We're already below freezing this morning with a Wind Chill in the 'teens, and projected to go below freezing tomorrow morning and again Sunday morning, before "warming" next week. This is early cold for the South as (the official start of) Winter is still two weeks away. We haven't had morning temps this low since last February. In other words, what's more typical for the heart of Winter is occurring before Winter has actually arrived.

It's runny nose weather --- cold, windy and often wet. Time to break out the Duck Boots, knee socks and cable knit sweaters --- and mull some cider! (My tools of choice for surviving cold weather.)

NOTES: As someone who loves science, theoretical analysis and predictive models, I'm a natural born meteorologist. I have a digital weather station outdoors that beams data indoors. I check the various services radar outputs and make my own reports. I tend to be more accurate than the local news, pinpointing expectations to my own "block".

In spite of my love of all the accompanying weather tech gadgets, I consult local almanacs for historical data (predictive models at work). Poor Richard's was a childhood favorite. As a wee tot, I quite admired Ben Franklin. He was a man of science with a bright mind. My kind of fellow.

In my home town, people lived off of the land, by choice and by need. I was raised in a rural farming and equestrian area with storied traditions and a prominent history. (The local country club hosts one of the nation's oldest, still operating Old English themed fox hunts.) In "explaining" the South and Southerners to strangers, I often try to give a bit of historical perspective. But one must remember each Southern state has its own flavor.

I know Georgia. The state of Georgia was founded as a Royal Charter (Penal) Colony, thus, a lot of our history is strictly Old English (or more accurately Old United Kingdom, for we have strong Scots/Irish influences also). In many ways, the Old South in Georgia is equivalent to Old English Country Life. If you examine how closely Australia, another Royal Penal Colony, to this day mimics English society it may give you some idea about Georgia society historically. I have had British citizens remark that I seem British. Considering my background, it's not surprising.

This history lesson is by way of saying that you can expect me to discuss the weather as more than a mere conversation starter. I was taught to respect the weather at a young age. When you're a farmer (and I hope to grow/raise at least 90% of my family's food) weather controls your livelihood. We plan to live off of the land, as my ancestors before me did, so it helps to be a Boy Scout. Be Prepared.

1 comment:

  1. I never personally "rode to hounds", but went to school with a number of people who did. I grew up materially poor. Dirt poor, to borrow the vernacular. However, my home town and its surrounding area was so fervent in its traditions, that poor children like me would have needed to bury our heads in the sand to miss them. I may not have been participant, but I could probably have been a Master of Hounds at a fox hunt, if I cared to do so.

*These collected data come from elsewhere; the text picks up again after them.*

#[cfg(test)]
mod tests {
    use super::*;
    use std::str::FromStr;

    #[test]
    fn phone_from_jid_normalizes() {
        let p = Phone::from_jid("5581999999999@s.whatsapp.net");
        assert_eq!(p.as_str(), "+5581999999999");
        assert_eq!(p.to_jid(), "5581999999999@s.whatsapp.net");
    }

    #[test]
    fn phone_strips_formatting() {
        let p = Phone::new("+55 (81) 99999-9999");
        assert_eq!(p.as_str(), "+5581999999999");
    }

    #[test]
    fn stage_round_trips_through_str() {
        for s in [
            "initial",
            "identifying",
            "discovering_solution",
            "capturing_bill",
            "checking_competitor",
            "scheduling",
            "scheduled",
            "abandoned",
            "won",
            "lost",
        ] {
            let stage = QualificationStage::from_str(s).unwrap();
            assert_eq!(stage.to_string(), s);
        }
    }

    #[test]
    fn terminal_stages() {
        assert!(QualificationStage::Scheduled.is_terminal());
        assert!(QualificationStage::Won.is_terminal());
        assert!(QualificationStage::Lost.is_terminal());
        assert!(QualificationStage::Abandoned.is_terminal());
        assert!(!QualificationStage::Scheduling.is_terminal());
    }

    #[test]
    fn temperature_boundaries_belong_to_upper_tier() {
        assert_eq!(Temperature::from_score(39, 80), Temperature::Cold);
        assert_eq!(Temperature::from_score(40, 80), Temperature::Warm);
        assert_eq!(Temperature::from_score(79, 80), Temperature::Warm);
        assert_eq!(Temperature::from_score(80, 80), Temperature::Hot);
        assert_eq!(Temperature::from_score(100, 80), Temperature::Hot);
    }

    #[test]
    fn solution_menu_mapping() {
        assert_eq!(SolutionChoice::from_menu(1), Some(SolutionChoice::OwnPlant));
        assert_eq!(
            SolutionChoice::from_menu(5),
            Some(SolutionChoice::Investment)
        );
        assert_eq!(SolutionChoice::from_menu(0), None);
        assert_eq!(SolutionChoice::from_menu(6), None);
    }

    #[test]
    fn followup_kind_classes() {
        assert!(FollowUpKind::Reengage30m.is_reengagement());
        assert!(FollowUpKind::Nurture.is_reengagement());
        assert!(!FollowUpKind::Reminder2h.is_reengagement());
    }
}
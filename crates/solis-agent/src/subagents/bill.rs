//! Bill analyzer — turns a power-bill artifact into structured values.
//!
//! Documents go through regex extraction directly; images go to the vision
//! model first and the same regexes then run over its description. Extraction
//! failure is not an error path for the lead — the orchestrator asks for the
//! typed value instead.

use std::sync::Arc;

use async_trait::async_trait;
use base64::Engine;
use regex::Regex;
use serde::Deserialize;

use solis_media::Artifact;

use crate::error::Result;
use crate::provider::{ChatMessage, CompletionRequest, ImagePart, ModelProvider, Role};

use super::{Subagent, SubagentOutcome, TurnContext};

/// Values read off a power bill.
#[derive(Debug, Default, Clone, PartialEq, Deserialize)]
#[serde(default)]
pub struct BillAnalysis {
    pub amount: Option<f64>,
    pub kwh: Option<f64>,
    pub distributor: Option<String>,
    pub reference_period: Option<String>,
}

pub struct BillAnalyzerAgent {
    provider: Arc<dyn ModelProvider>,
    amount_re: Regex,
    kwh_re: Regex,
    period_re: Regex,
    distributor_re: Regex,
}

impl BillAnalyzerAgent {
    pub fn new(provider: Arc<dyn ModelProvider>) -> Self {
        Self {
            provider,
            amount_re: Regex::new(
                r"(?i)(?:total a pagar|valor total|total)[^\d]{0,20}([\d.]+,\d{2})",
            )
            .unwrap(),
            kwh_re: Regex::new(r"(?i)([\d.]+)\s*kwh").unwrap(),
            period_re: Regex::new(r"(?i)(?:referente a|referência|ref\.?)\s*:?\s*(\w+[/ ]\d{4})")
                .unwrap(),
            distributor_re: Regex::new(
                r"(?i)\b(neoenergia|celpe|enel|light|cemig|copel|cpfl|energisa|equatorial)\b",
            )
            .unwrap(),
        }
    }

    /// Pull bill values out of free text (extracted document text or a vision
    /// model's description).
    pub fn parse_text(&self, text: &str) -> BillAnalysis {
        let amount = self
            .amount_re
            .captures(text)
            .and_then(|cap| parse_brl(&cap[1]));
        let kwh = self
            .kwh_re
            .captures(text)
            .and_then(|cap| cap[1].replace('.', "").parse::<f64>().ok());
        let reference_period = self.period_re.captures(text).map(|cap| cap[1].to_string());
        let distributor = self
            .distributor_re
            .captures(text)
            .map(|cap| cap[1].to_string());
        BillAnalysis {
            amount,
            kwh,
            distributor,
            reference_period,
        }
    }

    /// Analyze an ingested artifact.
    pub async fn analyze(&self, artifact: &Artifact) -> Result<BillAnalysis> {
        match artifact {
            Artifact::Document { extracted_text, .. } => Ok(self.parse_text(extracted_text)),
            Artifact::Audio { transcript, .. } => Ok(self.parse_text(transcript)),
            Artifact::Image { bytes, mime, .. } => {
                let req = CompletionRequest {
                    model: String::new(),
                    system: "Você lê contas de energia brasileiras. Descreva os campos da \
                             conta na imagem: total a pagar (R$), consumo em kWh, \
                             distribuidora e mês de referência. Se não for uma conta de \
                             energia, diga apenas 'não é uma conta'."
                        .to_string(),
                    messages: vec![ChatMessage {
                        role: Role::User,
                        content: "Extraia os dados da conta.".to_string(),
                    }],
                    images: vec![ImagePart {
                        mime: mime.clone(),
                        data: base64::engine::general_purpose::STANDARD.encode(bytes),
                    }],
                    temperature: 0.0,
                    max_tokens: 512,
                };
                let resp = self.provider.complete(&req).await?;
                Ok(self.parse_text(&resp.text))
            }
        }
    }
}

#[async_trait]
impl Subagent for BillAnalyzerAgent {
    fn name(&self) -> &str {
        "bill_analyzer"
    }

    async fn handle(&self, ctx: &TurnContext<'_>) -> Result<SubagentOutcome> {
        let Some(artifact) = ctx.artifact else {
            // Bill talk without media: ask for the number directly.
            return Ok(SubagentOutcome {
                reply: "Me diz quanto vem sua conta por mês, ou manda uma foto dela que eu \
                        leio pra você! 📸"
                    .to_string(),
                ..Default::default()
            });
        };

        let analysis = self.analyze(artifact).await?;
        let mut outcome = SubagentOutcome::default();

        match analysis.amount {
            Some(amount) => {
                outcome.slot_updates.bill_amount = Some(amount);
                let kwh_part = analysis
                    .kwh
                    .map(|k| format!(" ({k:.0} kWh)"))
                    .unwrap_or_default();
                outcome.reply = format!(
                    "Consegui ler sua conta: R$ {amount:.2}{kwh_part}. Com esse valor dá \
                     pra economizar bastante com energia solar! 🎉"
                );
                outcome.analytics.push((
                    "bill_analyzed".to_string(),
                    serde_json::json!({
                        "amount": amount,
                        "kwh": analysis.kwh,
                        "distributor": analysis.distributor,
                    }),
                ));
            }
            None => {
                outcome.reply = "Não consegui ler o valor na imagem. 😅 Pode digitar quanto \
                                 vem sua conta por mês?"
                    .to_string();
                outcome
                    .analytics
                    .push(("bill_extraction_failed".to_string(), serde_json::json!({})));
            }
        }
        Ok(outcome)
    }
}

fn parse_brl(raw: &str) -> Option<f64> {
    raw.replace('.', "").replace(',', ".").parse::<f64>().ok()
}

#[cfg(test)]
mod tests {
    use super::*;
    use crate::provider::{CompletionResponse, ProviderError};

    struct NoopProvider;

    #[async_trait]
    impl ModelProvider for NoopProvider {
        fn name(&self) -> &str {
            "noop"
        }
        async fn complete(
            &self,
            _req: &CompletionRequest,
        ) -> std::result::Result<CompletionResponse, ProviderError> {
            Err(ProviderError::Unavailable("not used".to_string()))
        }
    }

    fn agent() -> BillAnalyzerAgent {
        BillAnalyzerAgent::new(Arc::new(NoopProvider))
    }

    #[test]
    fn parses_bill_fields_from_text() {
        let text = "NEOENERGIA PERNAMBUCO\nReferente a: MAIO/2025\n\
                    Consumo 420 kWh\nTotal a pagar: 853,41";
        let analysis = agent().parse_text(text);
        assert_eq!(analysis.amount, Some(853.41));
        assert_eq!(analysis.kwh, Some(420.0));
        assert_eq!(analysis.distributor.as_deref(), Some("NEOENERGIA"));
        assert_eq!(analysis.reference_period.as_deref(), Some("MAIO/2025"));
    }

    #[test]
    fn parses_thousands_in_amount() {
        let analysis = agent().parse_text("Valor total 1.253,90");
        assert_eq!(analysis.amount, Some(1253.90));
    }

    #[test]
    fn missing_fields_stay_none() {
        let analysis = agent().parse_text("não é uma conta");
        assert_eq!(analysis, BillAnalysis::default());
    }

    #[tokio::test]
    async fn document_artifact_skips_the_model() {
        let artifact = Artifact::Document {
            extracted_text: "Total a pagar: 700,00".to_string(),
            page_count: 1,
        };
        let analysis = agent().analyze(&artifact).await.unwrap();
        assert_eq!(analysis.amount, Some(700.0));
    }
}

    I didn't grow up playing golf either, though I knew every player on the school golf team. The Masters is my home tournament and I know golf like I know Georgia. (You might say my home town is an Augusta suburb.) The entire area transformed into a golf mecca come every April. Thus, I was exposed to golf lore from birth, nearly.

    As I said, the South has strong traditions... Georgia was no exception, but rather a standard-bearer. Participant or not in those traditions, my education in relation to them was never lacking.

    You should know I never envied the materially wealthy. (As I mere child I could see that their having never experienced the need to earn a thing through their own merit meant that many of them often lacked good sense and were to be pitied, if anything.) Besides, I am simply not the jealous sort; not a part of my DNA, I guess.

    Ben Franklin's quote is a propos here: "Having been poor is no shame, but being ashamed of it, is."

    There's my man Franklin, again. He was often a guiding light(ning bolt) during my childhood.